• WHAT YOU NEED TO DO: Give the entries again, exactly as they stand.

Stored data

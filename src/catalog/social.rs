//! Social archetypes: rivalry types, friend groups with inside jokes, and
//! superstitions.

use chrono::{DateTime, Datelike, Timelike, Utc};
use serde::{Deserialize, Serialize};

/// Rivalry kinds, mildest to hottest
#[derive(Debug, Clone, Copy, PartialEq, Eq, Hash, Serialize, Deserialize)]
#[serde(rename_all = "lowercase")]
pub enum RivalryKind {
    Friendly,
    Competitive,
    Heated,
}

impl std::fmt::Display for RivalryKind {
    fn fmt(&self, f: &mut std::fmt::Formatter<'_>) -> std::fmt::Result {
        match self {
            RivalryKind::Friendly => write!(f, "friendly"),
            RivalryKind::Competitive => write!(f, "competitive"),
            RivalryKind::Heated => write!(f, "heated"),
        }
    }
}

/// A rivalry flavor: reply templates and an intensity scalar.
#[derive(Debug, Clone, PartialEq, Serialize, Deserialize)]
pub struct RivalryArchetype {
    pub kind: RivalryKind,
    /// Selection weight out of 10 (the rivalry sub-roll is mod 10)
    pub weight: u32,
    pub templates: Vec<String>,
    /// 1 (friendly banter) through 3 (heated)
    pub intensity: u8,
}

fn lines(items: &[&str]) -> Vec<String> {
    items.iter().map(|s| s.to_string()).collect()
}

/// Reference rivalry table: 70/20/10 over friendly/competitive/heated.
pub(super) fn default_rivalry_types() -> Vec<RivalryArchetype> {
    vec![
        RivalryArchetype {
            kind: RivalryKind::Friendly,
            weight: 7,
            templates: lines(&["👀", "sure buddy", "if you say so", "lol ok", "debatable"]),
            intensity: 1,
        },
        RivalryArchetype {
            kind: RivalryKind::Competitive,
            weight: 2,
            templates: lines(&["cap", "nah", "doubt", "hmm", "🤔"]),
            intensity: 2,
        },
        RivalryArchetype {
            kind: RivalryKind::Heated,
            weight: 1,
            templates: lines(&["wrong", "bad take", "respectfully disagree", "uh no"]),
            intensity: 3,
        },
    ]
}

/// Friend group keys; each entity belongs to exactly one.
#[derive(Debug, Clone, Copy, PartialEq, Eq, Hash, Serialize, Deserialize)]
#[serde(rename_all = "snake_case")]
pub enum FriendGroup {
    HighRollers,
    Grinders,
    RecPlayers,
    StudyGroup,
    DegenCrew,
    OldSchool,
    YoungGuns,
    ContentCreators,
    TournamentRegs,
    CashGamePros,
}

impl std::fmt::Display for FriendGroup {
    fn fmt(&self, f: &mut std::fmt::Formatter<'_>) -> std::fmt::Result {
        match self {
            FriendGroup::HighRollers => write!(f, "high_rollers"),
            FriendGroup::Grinders => write!(f, "grinders"),
            FriendGroup::RecPlayers => write!(f, "rec_players"),
            FriendGroup::StudyGroup => write!(f, "study_group"),
            FriendGroup::DegenCrew => write!(f, "degen_crew"),
            FriendGroup::OldSchool => write!(f, "old_school"),
            FriendGroup::YoungGuns => write!(f, "young_guns"),
            FriendGroup::ContentCreators => write!(f, "content_creators"),
            FriendGroup::TournamentRegs => write!(f, "tournament_regs"),
            FriendGroup::CashGamePros => write!(f, "cash_game_pros"),
        }
    }
}

/// Inside-joke phrases for one friend group.
#[derive(Debug, Clone, PartialEq, Serialize, Deserialize)]
pub struct InsideJokeSet {
    pub group: FriendGroup,
    pub phrases: Vec<String>,
}

/// Reference inside jokes, one set per friend group.
pub(super) fn default_inside_jokes() -> Vec<InsideJokeSet> {
    vec![
        InsideJokeSet {
            group: FriendGroup::HighRollers,
            phrases: lines(&["the nosebleeds call", "big game energy", "high roller problems"]),
        },
        InsideJokeSet {
            group: FriendGroup::Grinders,
            phrases: lines(&["volume > everything", "rakeback warriors", "the grind never stops"]),
        },
        InsideJokeSet {
            group: FriendGroup::RecPlayers,
            phrases: lines(&["just for fun", "gamble gamble", "recreational right"]),
        },
        InsideJokeSet {
            group: FriendGroup::StudyGroup,
            phrases: lines(&["solver says", "gto approved", "EV+"]),
        },
        InsideJokeSet {
            group: FriendGroup::DegenCrew,
            phrases: lines(&["one more bullet", "sleep is for the weak", "im good for it"]),
        },
        InsideJokeSet {
            group: FriendGroup::OldSchool,
            phrases: lines(&["back in my day", "reads > math", "soul read"]),
        },
        InsideJokeSet {
            group: FriendGroup::YoungGuns,
            phrases: lines(&["shipped it", "future wsop champ", "next up"]),
        },
        InsideJokeSet {
            group: FriendGroup::ContentCreators,
            phrases: lines(&["like and subscribe", "content is content", "for the vlog"]),
        },
        InsideJokeSet {
            group: FriendGroup::TournamentRegs,
            phrases: lines(&["icm torture", "another day 2", "reg battle"]),
        },
        InsideJokeSet {
            group: FriendGroup::CashGamePros,
            phrases: lines(&["deep stacked vibes", "rake is real", "exploitative line"]),
        },
    ]
}

/// Superstition keys
#[derive(Debug, Clone, Copy, PartialEq, Eq, Hash, Serialize, Deserialize)]
#[serde(rename_all = "snake_case")]
pub enum SuperstitionKey {
    NoFridayPosts,
    QuietPeakHours,
    LuckyHours,
    MorningOnly,
}

/// The time condition a superstition keys on.
#[derive(Debug, Clone, PartialEq, Eq, Serialize, Deserialize)]
#[serde(rename_all = "snake_case")]
pub enum SuperstitionRule {
    /// Triggered on a given weekday
    WeekdayIs(chrono::Weekday),
    /// Triggered when the hour falls in `start..=end`
    HourBetween { start: u32, end: u32 },
    /// Triggered when the hour is one of the listed values
    HourOneOf(Vec<u32>),
}

/// A posting superstition. Normally the trigger blocks posting; inverted
/// superstitions post *only* while triggered.
#[derive(Debug, Clone, PartialEq, Eq, Serialize, Deserialize)]
pub struct Superstition {
    pub key: SuperstitionKey,
    pub name: String,
    pub rule: SuperstitionRule,
    pub invert: bool,
}

impl Superstition {
    /// Whether the rule's time condition holds at `now`.
    pub fn is_triggered(&self, now: DateTime<Utc>) -> bool {
        let hour = now.hour();
        match &self.rule {
            SuperstitionRule::WeekdayIs(day) => now.weekday() == *day,
            SuperstitionRule::HourBetween { start, end } => hour >= *start && hour <= *end,
            SuperstitionRule::HourOneOf(hours) => hours.contains(&hour),
        }
    }

    /// Whether the superstition prevents posting at `now`.
    pub fn blocks_posting(&self, now: DateTime<Utc>) -> bool {
        let triggered = self.is_triggered(now);
        if self.invert { !triggered } else { triggered }
    }
}

/// Reference superstition table. Selection is uniform over the table, and
/// only roughly a third of entities carry one at all.
pub(super) fn default_superstitions() -> Vec<Superstition> {
    vec![
        Superstition {
            key: SuperstitionKey::NoFridayPosts,
            name: "Never posts on Fridays".to_string(),
            rule: SuperstitionRule::WeekdayIs(chrono::Weekday::Fri),
            invert: false,
        },
        Superstition {
            key: SuperstitionKey::QuietPeakHours,
            name: "Quiet during peak session hours".to_string(),
            rule: SuperstitionRule::HourBetween { start: 18, end: 23 },
            invert: false,
        },
        Superstition {
            key: SuperstitionKey::LuckyHours,
            name: "Only posts at lucky hours".to_string(),
            rule: SuperstitionRule::HourOneOf(vec![11, 22]),
            invert: true,
        },
        Superstition {
            key: SuperstitionKey::MorningOnly,
            name: "Morning poster only".to_string(),
            rule: SuperstitionRule::HourBetween { start: 6, end: 12 },
            invert: true,
        },
    ]
}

• TASK OUTPUT:
filename src/catalog/social.rs
//! Social archetypes: rivalry types, friend groups with inside jokes, and
//! superstitions.

use chrono::{DateTime, Datelike, Timelike, Utc};
use serde::{Deserialize, Serialize};

/// Rivalry kinds, mildest to hottest
#[derive(Debug, Clone, Copy, PartialEq, Eq, Hash, Serialize, Deserialize)]
#[serde(rename_all = "lowercase")]
pub enum RivalryKind {
    Friendly,
    Competitive,
    Heated,
}

impl std::fmt::Display for RivalryKind {
    fn fmt(&self, f: &mut std::fmt::Formatter<'_>) -> std::fmt::Result {
        match self {
            RivalryKind::Friendly => write!(f, "friendly"),
            RivalryKind::Competitive => write!(f, "competitive"),
            RivalryKind::Heated => write!(f, "heated"),
        }
    }
}

/// A rivalry flavor: reply templates and an intensity scalar.
#[derive(Debug, Clone, PartialEq, Serialize, Deserialize)]
pub struct RivalryArchetype {
    pub kind: RivalryKind,
    /// Selection weight out of 10 (the rivalry sub-roll is mod 10)
    pub weight: u32,
    pub templates: Vec<String>,
    /// 1 (friendly banter) through 3 (heated)
    pub intensity: u8,
}

fn lines(items: &[&str]) -> Vec<String> {
    items.iter().map(|s| s.to_string()).collect()
}

/// Reference rivalry table: 70/20/10 over friendly/competitive/heated.
pub(super) fn default_rivalry_types() -> Vec<RivalryArchetype> {
    vec![
        RivalryArchetype {
            kind: RivalryKind::Friendly,
            weight: 7,
            templates: lines(&["👀", "sure buddy", "if you say so", "lol ok", "debatable"]),
            intensity: 1,
        },
        RivalryArchetype {
            kind: RivalryKind::Competitive,
            weight: 2,
            templates: lines(&["cap", "nah", "doubt", "hmm", "🤔"]),
            intensity: 2,
        },
        RivalryArchetype {
            kind: RivalryKind::Heated,
            weight: 1,
            templates: lines(&["wrong", "bad take", "respectfully disagree", "uh no"]),
            intensity: 3,
        },
    ]
}

/// Friend group keys; each entity belongs to exactly one.
#[derive(Debug, Clone, Copy, PartialEq, Eq, Hash, Serialize, Deserialize)]
#[serde(rename_all = "snake_case")]
pub enum FriendGroup {
    HighRollers,
    Grinders,
    RecPlayers,
    StudyGroup,
    DegenCrew,
    OldSchool,
    YoungGuns,
    ContentCreators,
    TournamentRegs,
    CashGamePros,
}

impl std::fmt::Display for FriendGroup {
    fn fmt(&self, f: &mut std::fmt::Formatter<'_>) -> std::fmt::Result {
        match self {
            FriendGroup::HighRollers => write!(f, "high_rollers"),
            FriendGroup::Grinders => write!(f, "grinders"),
            FriendGroup::RecPlayers => write!(f, "rec_players"),
            FriendGroup::StudyGroup => write!(f, "study_group"),
            FriendGroup::DegenCrew => write!(f, "degen_crew"),
            FriendGroup::OldSchool => write!(f, "old_school"),
            FriendGroup::YoungGuns => write!(f, "young_guns"),
            FriendGroup::ContentCreators => write!(f, "content_creators"),
            FriendGroup::TournamentRegs => write!(f, "tournament_regs"),
            FriendGroup::CashGamePros => write!(f, "cash_game_pros"),
        }
    }
}

/// Inside-joke phrases for one friend group.
#[derive(Debug, Clone, PartialEq, Serialize, Deserialize)]
pub struct InsideJokeSet {
    pub group: FriendGroup,
    pub phrases: Vec<String>,
}

/// Reference inside jokes, one set per friend group.
pub(super) fn default_inside_jokes() -> Vec<InsideJokeSet> {
    vec![
        InsideJokeSet {
            group: FriendGroup::HighRollers,
            phrases: lines(&["the nosebleeds call", "big game energy", "high roller problems"]),
        },
        InsideJokeSet {
            group: FriendGroup::Grinders,
            phrases: lines(&["volume > everything", "rakeback warriors", "the grind never stops"]),
        },
        InsideJokeSet {
            group: FriendGroup::RecPlayers,
            phrases: lines(&["just for fun", "gamble gamble", "recreational right"]),
        },
        InsideJokeSet {
            group: FriendGroup::StudyGroup,
            phrases: lines(&["solver says", "gto approved", "EV+"]),
        },
        InsideJokeSet {
            group: FriendGroup::DegenCrew,
            phrases: lines(&["one more bullet", "sleep is for the weak", "im good for it"]),
        },
        InsideJokeSet {
            group: FriendGroup::OldSchool,
            phrases: lines(&["back in my day", "reads > math", "soul read"]),
        },
        InsideJokeSet {
            group: FriendGroup::YoungGuns,
            phrases: lines(&["shipped it", "future wsop champ", "next up"]),
        },
        InsideJokeSet {
            group: FriendGroup::ContentCreators,
            phrases: lines(&["like and subscribe", "content is content", "for the vlog"]),
        },
        InsideJokeSet {
            group: FriendGroup::TournamentRegs,
            phrases: lines(&["icm torture", "another day 2", "reg battle"]),
        },
        InsideJokeSet {
            group: FriendGroup::CashGamePros,
            phrases: lines(&["deep stacked vibes", "rake is real", "exploitative line"]),
        },
    ]
}

/// Superstition keys
#[derive(Debug, Clone, Copy, PartialEq, Eq, Hash, Serialize, Deserialize)]
#[serde(rename_all = "snake_case")]
pub enum SuperstitionKey {
    NoFridayPosts,
    QuietPeakHours,
    LuckyHours,
    MorningOnly,
}

/// The time condition a superstition keys on.
#[derive(Debug, Clone, PartialEq, Eq, Serialize, Deserialize)]
#[serde(rename_all = "snake_case")]
pub enum SuperstitionRule {
    /// Triggered on a given weekday
    WeekdayIs(chrono::Weekday),
    /// Triggered when the hour falls in `start..=end`
    HourBetween { start: u32, end: u32 },
    /// Triggered when the hour is one of the listed values
    HourOneOf(Vec<u32>),
}

/// A posting superstition. Normally the trigger blocks posting; inverted
/// superstitions post *only* while triggered.
#[derive(Debug, Clone, PartialEq, Eq, Serialize, Deserialize)]
pub struct Superstition {
    pub key: SuperstitionKey,
    pub name: String,
    pub rule: SuperstitionRule,
    pub invert: bool,
}

impl Superstition {
    /// Whether the rule's time condition holds at `now`.
    pub fn is_triggered(&self, now: DateTime<Utc>) -> bool {
        let hour = now.hour();
        match &self.rule {
            SuperstitionRule::WeekdayIs(day) => now.weekday() == *day,
            SuperstitionRule::HourBetween { start, end } => hour >= *start && hour <= *end,
            SuperstitionRule::HourOneOf(hours) => hours.contains(&hour),
        }
    }

    /// Whether the superstition prevents posting at `now`.
    pub fn blocks_posting(&self, now: DateTime<Utc>) -> bool {
        let triggered = self.is_triggered(now);
        if self.invert { !triggered } else { triggered }
    }
}

/// Reference superstition table. Selection is uniform over the table, and
/// only roughly a third of entities carry one at all.
pub(super) fn default_superstitions() -> Vec<Superstition> {
    vec![
        Superstition {
            key: SuperstitionKey::NoFridayPosts,
            name: "Never posts on Fridays".to_string(),
            rule: SuperstitionRule::WeekdayIs(chrono::Weekday::Fri),
            invert: false,
        },
        Superstition {
            key: SuperstitionKey::QuietPeakHours,
            name: "Quiet during peak session hours".to_string(),
            rule: SuperstitionRule::HourBetween { start: 18, end: 23 },
            invert: false,
        },
        Superstition {
            key: SuperstitionKey::LuckyHours,
            name: "Only posts at lucky hours".to_string(),
            rule: SuperstitionRule::HourOneOf(vec![11, 22]),
            invert: true,
        },
        Superstition {
            key: SuperstitionKey::MorningOnly,
            name: "Morning poster only".to_string(),
            rule: SuperstitionRule::HourBetween { start: 6, end: 12 },
            invert: true,
        },
    ]
}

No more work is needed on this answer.